Lines that include "helpdesk" make up the answer; copy all of them from the data below.

(Collected data)
====

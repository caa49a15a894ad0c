//! Domain layer of the helpdesk portal.
//!
//! Holds the ticket model, the create/update protocols in their pure form,
//! the query/filter/sort engine and credential validation. Nothing here
//! performs I/O; persistence lives in `helpdesk-db`.

pub mod credentials;
pub mod error;
pub mod query;
pub mod roles;
pub mod ticket;
pub mod types;
pub mod update;
pub mod view;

====

__EXERCISE OUTPUT__
//! Domain layer of the helpdesk portal.
//! performs I/O; persistence lives in `helpdesk-db`.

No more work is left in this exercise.